Task goal:
Using the entries below, write out the line with "pub const fn is_cached(&self)", the line with "file cannot be", and every line in between, exactly as each is written.

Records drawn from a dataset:
......
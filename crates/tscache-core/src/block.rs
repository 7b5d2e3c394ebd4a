//! Ensuring a single block is on disk.

use serde::Serialize;
use serde::de::DeserializeOwned;
use std::fmt;
use tracing::{debug, info, warn};
use tscache_store::{BincodeCodec, BlockStore, Codec};
use tscache_types::BlockKey;

use crate::{CacheConfig, CacheError, Fetcher, Result};

/// Where the records of an ensured block came from.
#[derive(Debug, Clone, Copy, PartialEq, Eq)]
pub enum BlockOrigin {
    /// Loaded from an existing block file.
    Cached,
    /// Fetched from the remote source and persisted.
    Fetched {
        /// Number of remote page requests issued.
        pages: u64,
    },
}

impl BlockOrigin {
    /// Returns true if the block was already on disk.
    #[must_use]
    pub const fn is_cached(&self) -> bool {
        matches!(self, Self::Cached)
    }
}

/// The full contents of one block, not yet sliced to any query bounds.
#[derive(Debug, Clone, PartialEq)]
pub struct FetchedBlock<R> {
    /// Records in ascending time order. At most `block_size` of them.
    pub records: Vec<R>,
    /// Where the records came from.
    pub origin: BlockOrigin,
}

/// Makes blocks available on disk, fetching them page by page when missing.
///
/// A block that is not on disk is fetched in strides of at most `limit`
/// records starting at the block's start time, accumulated in memory and
/// written in one piece. A fetch error therefore leaves no partial block
/// behind. Blocks that come back short (remote history exhausted) are
/// persisted as they are and never re-fetched.
pub struct BlockFetcher<F, C = BincodeCodec> {
    store: BlockStore<C>,
    fetcher: F,
    config: CacheConfig,
}

impl<F, C: fmt::Debug> fmt::Debug for BlockFetcher<F, C> {
    fn fmt(&self, f: &mut fmt::Formatter<'_>) -> fmt::Result {
        f.debug_struct("BlockFetcher")
            .field("store", &self.store)
            .field("config", &self.config)
            .finish_non_exhaustive()
    }
}

impl<F, C: Codec> BlockFetcher<F, C> {
    /// Creates a block fetcher over an existing store.
    ///
    /// # Errors
    ///
    /// Returns [`CacheError::InvalidConfig`] if the configuration is invalid.
    pub fn new(store: BlockStore<C>, fetcher: F, config: CacheConfig) -> Result<Self> {
        config.validate()?;
        Ok(Self {
            store,
            fetcher,
            config,
        })
    }

    /// Returns the underlying store.
    #[must_use]
    pub const fn store(&self) -> &BlockStore<C> {
        &self.store
    }

    /// Returns the remote fetcher.
    #[must_use]
    pub const fn fetcher(&self) -> &F {
        &self.fetcher
    }

    /// Returns the configuration.
    #[must_use]
    pub const fn config(&self) -> &CacheConfig {
        &self.config
    }

    /// Returns the full contents of a block, fetching and persisting it first
    /// if it is not on disk.
    ///
    /// # Errors
    ///
    /// Returns [`CacheError::CorruptBlock`] if an existing block file cannot be
    /// decoded, [`CacheError::Fetch`] if any page request fails,
    /// [`CacheError::IndexOverflow`] if the block lies outside the representable
    /// time range, and [`CacheError::Store`] on filesystem failures.
    pub fn ensure<R>(&self, key: &BlockKey) -> Result<FetchedBlock<R>>
    where
        F: Fetcher<R>,
        R: Serialize + DeserializeOwned,
    {
        let path = self.store.block_path(key);

        if self.store.exists(&path) {
            let records = self.store.load(&path)?;
            debug!(block = %key, records = records.len(), "Block cache hit");
            return Ok(FetchedBlock {
                records,
                origin: BlockOrigin::Cached,
            });
        }

        let (records, pages) = self.fetch_block(key)?;
        self.store.save(&path, &records)?;

        if records.len() < self.config.block_size {
            warn!(
                block = %key,
                records = records.len(),
                block_size = self.config.block_size,
                "Persisted short block, remote history exhausted"
            );
        }
        info!(block = %key, records = records.len(), pages, "Fetched block");

        Ok(FetchedBlock {
            records,
            origin: BlockOrigin::Fetched { pages },
        })
    }

    fn fetch_block<R>(&self, key: &BlockKey) -> Result<(Vec<R>, u64)>
    where
        F: Fetcher<R>,
    {
        let block_size = self.config.block_size;
        let limit = self.config.limit;
        let index = self.config.index();
        let granularity = key.granularity();
        let first = key
            .index()
            .checked_mul(block_size as i64)
            .ok_or_else(|| CacheError::IndexOverflow(key.clone()))?;

        let mut records = Vec::with_capacity(block_size);
        let mut requested = 0usize;
        let mut pages = 0u64;

        while requested < block_size {
            let page_limit = (block_size - requested).min(limit);
            let start = first
                .checked_add(requested as i64)
                .and_then(|i| index.index_time(i, granularity))
                .ok_or_else(|| CacheError::IndexOverflow(key.clone()))?;

            let mut page = self
                .fetcher
                .fetch(key.symbol(), granularity, start, page_limit)
                .map_err(|e| CacheError::Fetch {
                    key: key.clone(),
                    start,
                    source: Box::new(e),
                })?;
            pages += 1;

            if page.len() > page_limit {
                warn!(
                    block = %key,
                    received = page.len(),
                    page_limit,
                    "Fetcher returned more records than requested, truncating"
                );
                page.truncate(page_limit);
            }
            debug!(
                block = %key,
                %start,
                page_limit,
                received = page.len(),
                "Fetched page"
            );

            records.append(&mut page);
            requested += page_limit;
        }

        Ok((records, pages))
    }
}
......
Task result:
    pub const fn is_cached(&self) -> bool {
        matches!(self, Self::Cached)
    }
}

/// The full contents of one block, not yet sliced to any query bounds.
#[derive(Debug, Clone, PartialEq)]
pub struct FetchedBlock<R> {
    /// Records in ascending time order. At most `block_size` of them.
    pub records: Vec<R>,
    /// Where the records came from.
    pub origin: BlockOrigin,
}

/// Makes blocks available on disk, fetching them page by page when missing.
///
/// A block that is not on disk is fetched in strides of at most `limit`
/// records starting at the block's start time, accumulated in memory and
/// written in one piece. A fetch error therefore leaves no partial block
/// behind. Blocks that come back short (remote history exhausted) are
/// persisted as they are and never re-fetched.
pub struct BlockFetcher<F, C = BincodeCodec> {
    store: BlockStore<C>,
    fetcher: F,
    config: CacheConfig,
}

impl<F, C: fmt::Debug> fmt::Debug for BlockFetcher<F, C> {
    fn fmt(&self, f: &mut fmt::Formatter<'_>) -> fmt::Result {
        f.debug_struct("BlockFetcher")
            .field("store", &self.store)
            .field("config", &self.config)
            .finish_non_exhaustive()
    }
}

impl<F, C: Codec> BlockFetcher<F, C> {
    /// Creates a block fetcher over an existing store.
    ///
    /// # Errors
    ///
    /// Returns [`CacheError::InvalidConfig`] if the configuration is invalid.
    pub fn new(store: BlockStore<C>, fetcher: F, config: CacheConfig) -> Result<Self> {
        config.validate()?;
        Ok(Self {
            store,
            fetcher,
            config,
        })
    }

    /// Returns the underlying store.
    #[must_use]
    pub const fn store(&self) -> &BlockStore<C> {
        &self.store
    }

    /// Returns the remote fetcher.
    #[must_use]
    pub const fn fetcher(&self) -> &F {
        &self.fetcher
    }

    /// Returns the configuration.
    #[must_use]
    pub const fn config(&self) -> &CacheConfig {
        &self.config
    }

    /// Returns the full contents of a block, fetching and persisting it first
    /// if it is not on disk.
    ///
    /// # Errors
    ///
    /// Returns [`CacheError::CorruptBlock`] if an existing block file cannot be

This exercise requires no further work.